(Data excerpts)
Content starts
//! Best-effort bearer token inspection.

use base64::{engine::general_purpose::URL_SAFE_NO_PAD, Engine as _};
use serde::{Deserialize, Serialize};

use crate::professionals::PlanTier;

/// Identity claims carried in the token payload.
#[derive(Debug, Clone, Serialize, Deserialize, PartialEq)]
pub struct TokenClaims {
    pub id: String,
    pub email: String,
    #[serde(default, skip_serializing_if = "Option::is_none")]
    pub name: Option<String>,
    #[serde(default, skip_serializing_if = "Option::is_none")]
    pub plan: Option<PlanTier>,
}

/// Decodes the payload segment of a bearer token WITHOUT verifying its
/// signature.
///
/// This exists for exactly one purpose: when the backend is unreachable,
/// the session can still display who is signed in. The result is
/// display-only and must never feed an authorization decision; the
/// signature is not checked and the claims are whatever the token says
/// they are.
///
/// Malformed input (wrong segment count, invalid base64, invalid JSON)
/// yields `None`; this never panics.
pub fn decode_claims(token: &str) -> Option<TokenClaims> {
    let segments: Vec<&str> = token.split('.').collect();
    if segments.len() != 3 {
        return None;
    }
    let payload = URL_SAFE_NO_PAD.decode(segments[1]).ok()?;
    serde_json::from_slice(&payload).ok()
}

#[cfg(test)]
mod tests {
    use super::*;

    fn encode(claims: &TokenClaims) -> String {
        let payload = URL_SAFE_NO_PAD.encode(serde_json::to_vec(claims).unwrap());
        format!("header.{}.signature", payload)
    }

    #[test]
    fn test_round_trip() {
        let claims = TokenClaims {
            id: "prof-001".to_string(),
            email: "joao.silva@example.com".to_string(),
            name: Some("Dr. João Silva".to_string()),
            plan: Some(PlanTier::Professional),
        };
        assert_eq!(decode_claims(&encode(&claims)), Some(claims));
    }

    #[test]
    fn test_optional_claims_may_be_absent() {
        let payload = URL_SAFE_NO_PAD.encode(r#"{"id":"prof-001","email":"a@b.c"}"#);
        let token = format!("header.{}.signature", payload);
        let claims = decode_claims(&token).unwrap();
        assert_eq!(claims.name, None);
        assert_eq!(claims.plan, None);
    }

    #[test]
    fn test_wrong_segment_count_is_none() {
        assert_eq!(decode_claims("only-one-segment"), None);
        assert_eq!(decode_claims("two.segments"), None);
        assert_eq!(decode_claims("four.whole.token.segments"), None);
        assert_eq!(decode_claims(""), None);
    }

    #[test]
    fn test_invalid_base64_is_none() {
        assert_eq!(decode_claims("header.!!!not-base64!!!.signature"), None);
    }

    #[test]
    fn test_invalid_json_payload_is_none() {
        let payload = URL_SAFE_NO_PAD.encode("not json at all");
        let token = format!("header.{}.signature", payload);
        assert_eq!(decode_claims(&token), None);
    }
}
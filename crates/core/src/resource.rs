//! The uniform fetch lifecycle shared by every resource binding.
//!
//! A resource holds a [`ResourceState`] and drives it through the same
//! transitions regardless of what it fetches: `begin` marks a request in
//! flight, `settle` applies its outcome. Settled data is tagged with its
//! origin ([`ResourceData`]) so a live server payload and a fixture
//! substitute can never be confused or mixed.

use crate::errors::{Error, Result};

/// A settled payload, tagged with where it came from.
#[derive(Debug, Clone, PartialEq)]
pub enum ResourceData<T> {
    /// Decoded live server payload.
    Live(T),
    /// Fixture substitute, used while the backend is unreachable.
    Fallback(T),
}

impl<T> ResourceData<T> {
    pub fn get(&self) -> &T {
        match self {
            ResourceData::Live(value) | ResourceData::Fallback(value) => value,
        }
    }

    pub fn into_inner(self) -> T {
        match self {
            ResourceData::Live(value) | ResourceData::Fallback(value) => value,
        }
    }

    /// True when this payload is fixture data rather than a live response.
    pub fn is_fallback(&self) -> bool {
        matches!(self, ResourceData::Fallback(_))
    }
}

/// Per-resource fetch state: `{data, loading, error}` plus the request
/// generation.
///
/// The generation counter makes overlapping fetches safe: each `begin`
/// invalidates all earlier tickets, and a settlement carrying a stale
/// ticket is discarded instead of overwriting newer state.
#[derive(Debug)]
pub struct ResourceState<T> {
    data: Option<ResourceData<T>>,
    error: Option<Error>,
    loading: bool,
    generation: u64,
}

impl<T> Default for ResourceState<T> {
    fn default() -> Self {
        Self {
            data: None,
            error: None,
            loading: false,
            generation: 0,
        }
    }
}

impl<T> ResourceState<T> {
    pub fn new() -> Self {
        Self::default()
    }

    /// Marks a request in flight and returns its ticket.
    ///
    /// Clears any previous error; data from the previous settlement stays
    /// visible until the new outcome lands.
    pub fn begin(&mut self) -> u64 {
        self.generation += 1;
        self.loading = true;
        self.error = None;
        self.generation
    }

    /// Applies a request outcome.
    ///
    /// Returns false (and changes nothing) when `ticket` has been
    /// superseded by a newer `begin`. Otherwise:
    /// - success stores the payload as [`ResourceData::Live`];
    /// - an offline failure stores the `fallback` slice as
    ///   [`ResourceData::Fallback`] when one exists;
    /// - any other failure lands in the error slot, leaving previous data
    ///   in place.
    pub fn settle<F>(&mut self, ticket: u64, outcome: Result<T>, fallback: F) -> bool
    where
        F: FnOnce() -> Option<T>,
    {
        if ticket != self.generation {
            return false;
        }
        match outcome {
            Ok(value) => {
                self.data = Some(ResourceData::Live(value));
                self.error = None;
            }
            Err(err) if err.is_offline() => match fallback() {
                Some(substitute) => {
                    self.data = Some(ResourceData::Fallback(substitute));
                    self.error = None;
                }
                None => {
                    self.error = Some(err);
                }
            },
            Err(err) => {
                self.error = Some(err);
            }
        }
        self.loading = false;
        true
    }

    /// Resets the state to its initial, unsettled form.
    ///
    /// Bumps the generation so any in-flight settlement is discarded.
    pub fn reset(&mut self) {
        self.generation += 1;
        self.data = None;
        self.error = None;
        self.loading = false;
    }

    pub fn data(&self) -> Option<&ResourceData<T>> {
        self.data.as_ref()
    }

    pub fn value(&self) -> Option<&T> {
        self.data.as_ref().map(ResourceData::get)
    }

    pub fn error(&self) -> Option<&Error> {
        self.error.as_ref()
    }

    pub fn is_loading(&self) -> bool {
        self.loading
    }

    /// True once a fetch for the current inputs has settled with data.
    pub fn is_settled(&self) -> bool {
        !self.loading && (self.data.is_some() || self.error.is_some())
    }
}
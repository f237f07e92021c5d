//! Media upload contract.

use async_trait::async_trait;
use serde::{Deserialize, Serialize};

use crate::errors::Result;

/// Result of uploading capture media.
#[derive(Debug, Clone, Serialize, Deserialize, PartialEq)]
#[serde(rename_all = "camelCase")]
pub struct MediaUpload {
    pub url: String,
    #[serde(skip_serializing_if = "Option::is_none")]
    pub thumbnail_url: Option<String>,
}

/// Upload endpoint, implemented by the HTTP client.
#[async_trait]
pub trait UploadsApi: Send + Sync {
    /// Uploads capture media as a multipart form and returns where the
    /// backend stored it.
    async fn upload_media(
        &self,
        file_name: &str,
        content_type: &str,
        bytes: Vec<u8>,
    ) -> Result<MediaUpload>;
}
Content ends
Each line of the records with the word "derive" in it is to be copied.

#[derive(Debug, Clone, Serialize, Deserialize, PartialEq)]
#[derive(Debug, Clone, PartialEq)]
#[derive(Debug)]
#[derive(Debug, Clone, Serialize, Deserialize, PartialEq)]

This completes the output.